By left-wing, I solely mean on social issues ("progressive liberalism"), like immigration, race, sex, gender, gender identity, democracy, rule of law (which I guess is now a pro-left position in 2026 or something). On economics stuff a range of views would be fine. I'm a pro-free market pro-capitalist person, myself rather than a socialist. There's /leftypol/ but those are essentially all communists who are pro-authoritarianism and all of that and who are often even right-wing on social issues.
There are tons of Twitter clusters full of very smart center-left people who agree with me on everything but it's not quite what I'm looking for.
Community-wise? No idea. I tried Lemmy once and initially they loved me because I argued effectively on their behalf on points we mutually agreed on. Once they found me on the opposite side of them on social issues, I was swiftly banned from that place.
Only on ‘very’ few issues would I be considered left-wing.
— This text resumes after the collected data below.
//! Move-selection strategies.
//!
//! A strategy never sees the game's real board. It receives the legal move
//! set each turn and keeps its own board snapshot, fed through
//! [`Strategy::apply_move`] for every ply of either color.

use crate::board::{Board, PrettyStyle};
use crate::moves::{Move, MoveError};
use crate::types::{Color, Position};

use std::collections::HashSet;
use std::io::{self, BufRead, Write};

use rand::seq::SliceRandom;

/// A pluggable move chooser for one side of a game.
pub trait Strategy {
    /// Hands the strategy its own copy of the starting board and its color.
    fn initialize(&mut self, board: Board, color: Color);

    /// Mirrors an applied ply onto the strategy's board snapshot.
    fn apply_move(&mut self, mv: &Move) -> Result<(), MoveError>;

    /// Picks one of `available`, or `None` to forfeit.
    fn choose_move(&mut self, last: Option<&Move>, available: &HashSet<Move>) -> Option<Move>;
}

/// Picks a uniformly random legal move.
#[derive(Debug, Default)]
pub struct Random {
    board: Board,
    color: Option<Color>,
}

impl Random {
    pub fn new() -> Random {
        Random::default()
    }

    /// The color this strategy plays, set by [`Strategy::initialize`].
    pub fn color(&self) -> Option<Color> {
        self.color
    }
}

impl Strategy for Random {
    fn initialize(&mut self, board: Board, color: Color) {
        self.board = board;
        self.color = Some(color);
    }

    fn apply_move(&mut self, mv: &Move) -> Result<(), MoveError> {
        self.board.apply_move(mv)
    }

    fn choose_move(&mut self, _last: Option<&Move>, available: &HashSet<Move>) -> Option<Move> {
        let moves: Vec<Move> = available.iter().copied().collect();
        moves.choose(&mut rand::thread_rng()).copied()
    }
}

/// Takes the most valuable capture on offer, otherwise a random move.
#[derive(Debug, Default)]
pub struct Greedy {
    board: Board,
    color: Option<Color>,
}

impl Greedy {
    pub fn new() -> Greedy {
        Greedy::default()
    }

    /// The color this strategy plays, set by [`Strategy::initialize`].
    pub fn color(&self) -> Option<Color> {
        self.color
    }
}

impl Strategy for Greedy {
    fn initialize(&mut self, board: Board, color: Color) {
        self.board = board;
        self.color = Some(color);
    }

    fn apply_move(&mut self, mv: &Move) -> Result<(), MoveError> {
        self.board.apply_move(mv)
    }

    fn choose_move(&mut self, _last: Option<&Move>, available: &HashSet<Move>) -> Option<Move> {
        let mut moves: Vec<Move> = available.iter().copied().collect();
        // Shuffling first makes the fallback move random and breaks ties
        // between equal-value captures.
        moves.shuffle(&mut rand::thread_rng());
        let mut best: Option<Move> = None;
        for mv in &moves {
            if let Some(captured) = mv.captured {
                let better = match best.and_then(|b| b.captured) {
                    Some(prev) => captured.kind.value() > prev.kind.value(),
                    None => true,
                };
                if better {
                    best = Some(*mv);
                }
            }
        }
        best.or_else(|| moves.first().copied())
    }
}

/// Asks a human on stdin, using the `x,y` square encoding.
///
/// Unparsable input and moves outside the legal set are rejected with a
/// re-prompt; end of input is a forfeit.
#[derive(Debug, Default)]
pub struct Human {
    board: Board,
    color: Option<Color>,
}

impl Human {
    pub fn new() -> Human {
        Human::default()
    }

    fn prompt(text: &str, input: &mut impl BufRead) -> Option<Result<Position, String>> {
        print!("{}", text);
        io::stdout().flush().ok();
        let mut line = String::new();
        match input.read_line(&mut line) {
            Ok(0) | Err(_) => None,
            Ok(_) => Some(line.trim().parse().map_err(
                |e: crate::types::PositionParseError| e.to_string(),
            )),
        }
    }
}

impl Strategy for Human {
    fn initialize(&mut self, board: Board, color: Color) {
        self.board = board;
        self.color = Some(color);
    }

    fn apply_move(&mut self, mv: &Move) -> Result<(), MoveError> {
        self.board.apply_move(mv)
    }

    fn choose_move(&mut self, last: Option<&Move>, available: &HashSet<Move>) -> Option<Move> {
        let stdin = io::stdin();
        let mut input = stdin.lock();
        println!();
        println!("{}", self.board.pretty(PrettyStyle::Ascii));
        if let Some(mv) = last {
            println!("{}", mv.describe());
        }
        loop {
            match self.color {
                Some(color) => println!("Please make a move for {}", color),
                None => println!("Please make a move"),
            }
            let from = match Self::prompt("From: ", &mut input)? {
                Ok(pos) => pos,
                Err(e) => {
                    println!("Invalid input, try again. ({})", e);
                    continue;
                }
            };
            let to = match Self::prompt("To:   ", &mut input)? {
                Ok(pos) => pos,
                Err(e) => {
                    println!("Invalid input, try again. ({})", e);
                    continue;
                }
            };
            match available.iter().find(|mv| mv.from == from && mv.to == to) {
                Some(mv) => return Some(*mv),
                None => println!("Invalid move selection!"),
            }
        }
    }
}

#[cfg(test)]
mod tests {
    use super::*;
    use crate::types::PieceKind;

    #[test]
    fn test_random_picks_from_set() {
        let board = Board::initial();
        let mut random = Random::new();
        random.initialize(board.clone(), Color::White);
        let available = board.legal_moves(Color::White);
        for _ in 0..20 {
            let mv = random.choose_move(None, &available).unwrap();
            assert!(available.contains(&mv));
        }
    }

    #[test]
    fn test_random_forfeits_without_moves() {
        let mut random = Random::new();
        random.initialize(Board::empty(), Color::White);
        assert_eq!(random.choose_move(None, &HashSet::new()), None);
    }

    #[test]
    fn test_initialize_sets_color() {
        let mut random = Random::new();
        let mut greedy = Greedy::new();
        assert_eq!(random.color(), None);
        random.initialize(Board::initial(), Color::White);
        greedy.initialize(Board::initial(), Color::Black);
        assert_eq!(random.color(), Some(Color::White));
        assert_eq!(greedy.color(), Some(Color::Black));
    }

    #[test]
    fn test_greedy_prefers_the_best_capture() {
        use crate::types::Piece;

        let mut board = Board::empty();
        let pos = Position::from_parts;
        board.put(pos(0, 0), Piece::new(Color::White, PieceKind::King));
        board.put(pos(7, 7), Piece::new(Color::Black, PieceKind::King));
        // The rook can capture either a pawn or a queen.
        board.put(pos(4, 0), Piece::new(Color::White, PieceKind::Rook));
        board.put(pos(4, 3), Piece::new(Color::Black, PieceKind::Pawn));
        board.put(pos(7, 0), Piece::new(Color::Black, PieceKind::Queen));

        let mut greedy = Greedy::new();
        greedy.initialize(board.clone(), Color::White);
        let available = board.legal_moves(Color::White);
        for _ in 0..20 {
            let mv = greedy.choose_move(None, &available).unwrap();
            assert_eq!(mv.captured, Some(Piece::new(Color::Black, PieceKind::Queen)));
        }
    }

    #[test]
    fn test_strategy_board_tracks_the_game() {
        let board = Board::initial();
        let mut random = Random::new();
        random.initialize(board.clone(), Color::White);
        let mv = random
            .choose_move(None, &board.legal_moves(Color::White))
            .unwrap();
        random.apply_move(&mv).unwrap();
        let mut expected = board;
        expected.apply_move(&mv).unwrap();
        assert_eq!(random.board, expected);
    }
}
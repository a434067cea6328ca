use crate::types::Color;

pub const ROOK_DIRECTIONS: [(i8, i8); 4] = [(1, 0), (-1, 0), (0, 1), (0, -1)];

pub const BISHOP_DIRECTIONS: [(i8, i8); 4] = [(1, 1), (1, -1), (-1, 1), (-1, -1)];

pub const KNIGHT_JUMPS: [(i8, i8); 8] = [
    (1, 2),
    (2, 1),
    (-1, 2),
    (-2, 1),
    (1, -2),
    (2, -1),
    (-1, -2),
    (-2, -1),
];

pub const KING_STEPS: [(i8, i8); 8] = [
    (-1, -1),
    (-1, 0),
    (-1, 1),
    (0, -1),
    (0, 1),
    (1, -1),
    (1, 0),
    (1, 1),
];

pub const fn pawn_forward_delta(c: Color) -> i8 {
    match c {
        Color::White => 1,
        Color::Black => -1,
    }
}

pub const fn pawn_start_y(c: Color) -> u8 {
    match c {
        Color::White => 1,
        Color::Black => 6,
    }
}

/// The promotion rank; a pawn standing here has nowhere left to go.
pub const fn pawn_last_y(c: Color) -> u8 {
    match c {
        Color::White => 7,
        Color::Black => 0,
    }
}
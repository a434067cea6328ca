//! # duelchess
//!
//! A library for simulating complete games of chess between pluggable
//! move-selection strategies and tallying the outcomes.
//!
//! The core is deliberately small: a map-based [`Board`], a pure per-piece
//! destination generator ([`movegen`]), and a clone-and-check legality filter.
//! Castling, en passant, promotion and repetition draws are not modeled.
//!
//! # Example
//!
//! ```
//! use duelchess::game::{self, Game};
//! use duelchess::strategy::{Greedy, Random, Strategy};
//!
//! // One game, random versus greedy.
//! let mut game = Game::new(Box::new(Random::new()), Box::new(Greedy::new()));
//! let outcome = game.play().unwrap();
//! println!("{}", outcome);
//!
//! // A short series with alternating colors.
//! let tally = game::play_series(
//!     4,
//!     || Box::new(Random::new()) as Box<dyn Strategy>,
//!     || Box::new(Greedy::new()) as Box<dyn Strategy>,
//! )
//! .unwrap();
//! assert_eq!(tally.games(), 4);
//! ```

pub use duelchess_base::geometry;
pub use duelchess_base::types;

pub mod board;
pub mod game;
pub mod movegen;
pub mod moves;
pub mod strategy;

pub use board::{Board, PrettyStyle};
pub use game::{Game, GameError, Tally};
pub use moves::{Move, MoveError};
pub use strategy::Strategy;
pub use types::{Color, Outcome, Piece, PieceKind, Position};
use amora_database::DatabaseError;
use amora_kernel::prelude::ApiStateError;
use axum::Json;
use axum::http::StatusCode;
use axum::response::{IntoResponse, Response};
use serde_json::json;
use std::borrow::Cow;
use thiserror::Error;

/// A specialized [`AnniversaryError`] enum of this crate.
#[derive(Debug, Error)]
pub enum AnniversaryError {
    /// Storage failures while loading settings.
    #[error(transparent)]
    Database(#[from] DatabaseError),

    /// Missing or invalid shared state.
    #[error(transparent)]
    State(#[from] ApiStateError),

    /// Internal fallback, e.g. a stored date that no longer parses.
    #[error("Internal anniversary error: {message}")]
    Internal { message: Cow<'static, str> },
}

impl IntoResponse for AnniversaryError {
    fn into_response(self) -> Response {
        tracing::error!(error = %self, "Anniversary request failed");

        (StatusCode::INTERNAL_SERVER_ERROR, Json(json!({ "message": "Internal server error" })))
            .into_response()
    }
}
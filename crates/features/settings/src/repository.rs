use crate::error::SettingsError;
use crate::model::{Settings, UpdateSettings};
use amora_database::{Database, DatabaseError};
use amora_domain::constants::{DEFAULT_ANNIVERSARY_DATE, DEFAULT_ANNIVERSARY_MESSAGE};

// The settings record is a singleton with a fixed id.
const RECORD: &str = "settings:main";
const FIELDS: &str = "anniversaryDate, birthdayDate, anniversaryMessage, birthdayMessage";

#[derive(Debug)]
pub(crate) struct SettingsRepository {
    db: Database,
}

impl SettingsRepository {
    pub(crate) const fn new(db: Database) -> Self {
        Self { db }
    }

    /// Returns the settings record, creating it with defaults on first read.
    pub(crate) async fn get_or_create(&self) -> Result<Settings, SettingsError> {
        if let Some(settings) = self.load().await? {
            return Ok(settings);
        }

        let defaults = Settings {
            anniversary_date: DEFAULT_ANNIVERSARY_DATE.to_owned(),
            birthday_date: None,
            anniversary_message: Some(DEFAULT_ANNIVERSARY_MESSAGE.to_owned()),
            birthday_message: None,
        };

        self.db
            .query(format!(
                "UPSERT {RECORD} SET anniversaryDate = $anniversary_date, \
                 anniversaryMessage = $anniversary_message"
            ))
            .bind(("anniversary_date", defaults.anniversary_date.clone()))
            .bind(("anniversary_message", defaults.anniversary_message.clone()))
            .await
            .map_err(DatabaseError::from)?
            .check()
            .map_err(DatabaseError::from)?;

        Ok(defaults)
    }

    /// Merges `payload` into the settings record, creating defaults first if
    /// the record does not exist yet.
    pub(crate) async fn merge(&self, payload: UpdateSettings) -> Result<Settings, SettingsError> {
        let current = self.get_or_create().await?;

        self.db
            .query(format!("UPDATE {RECORD} MERGE $data"))
            .bind(("data", payload))
            .await
            .map_err(DatabaseError::from)?
            .check()
            .map_err(DatabaseError::from)?;

        Ok(self.load().await?.unwrap_or(current))
    }

    async fn load(&self) -> Result<Option<Settings>, SettingsError> {
        let settings = self
            .db
            .query(format!("SELECT {FIELDS} FROM {RECORD}"))
            .await
            .map_err(DatabaseError::from)?
            .take::<Vec<Settings>>(0)
            .map_err(DatabaseError::from)?
            .into_iter()
            .next();

        Ok(settings)
    }
}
Years ago I took the political compass test and it placed me on the “authoritarian left-wing,” spectrum. On some issues sure. It’s survey of my views I felt weren’t asking me the right questions though. A single [and slight] word difference would’ve placed me from a moderate to the far right end of the spectrum.
If you’re a lefty though, why object to socialism? The core of socialism is just workers control of production (i.e. industrial democracy). Authoritarianism was always a reluctant ideological instrument of the early communists, when faced with external pressure and mounting enemies against their revolutionary attempts. These regimes of course were authoritarian. They unfortunately had to be. Otherwise counter-revolutionaries come in and undo all the progress you’ve made. These systems weren’t regularly allowed to fail or succeed on their own merits but were always being fucked with by outside actors.
I find that the "authoritarian" axis in political alignment tests is basically meaningless. We have a contested environment where there are four, if not more, obvious potential power centers (government; "the rabble"; the financial elite (business); the social elite (academics/journalists), possibly further pillarised into tribes so you have the Alex Joneses/Charlie Kirks and the NYT journalists), each having framed bringing at least some of the others to heel as a precondition to their own ability to exercise their natural right to live freely.
In this setting, being "libertarian" just ends up meaning "wants more power for the power centers the labeller likes" and being "authoritarian" means "wants more power for the power centers the labeller dislikes". The "tankie left" wants power for the rabble, and a hypothetical government of them, over the others; "yellow lib-right" wants power for the financial elite; traditional auth right wants power for government; "liberals" want power for their social elite, and the Ivermectin circuit essentially forms a sort of shadow liberal set that is excited over Robert Kennedy and probably also vaguely pining for an era when microchurch pastors with weird idiosyncratic beliefs commanded respect in their communities. Each of these groups thinks that it is natural if their respective elites rule, and unjust oppression if they are prevented from doing so.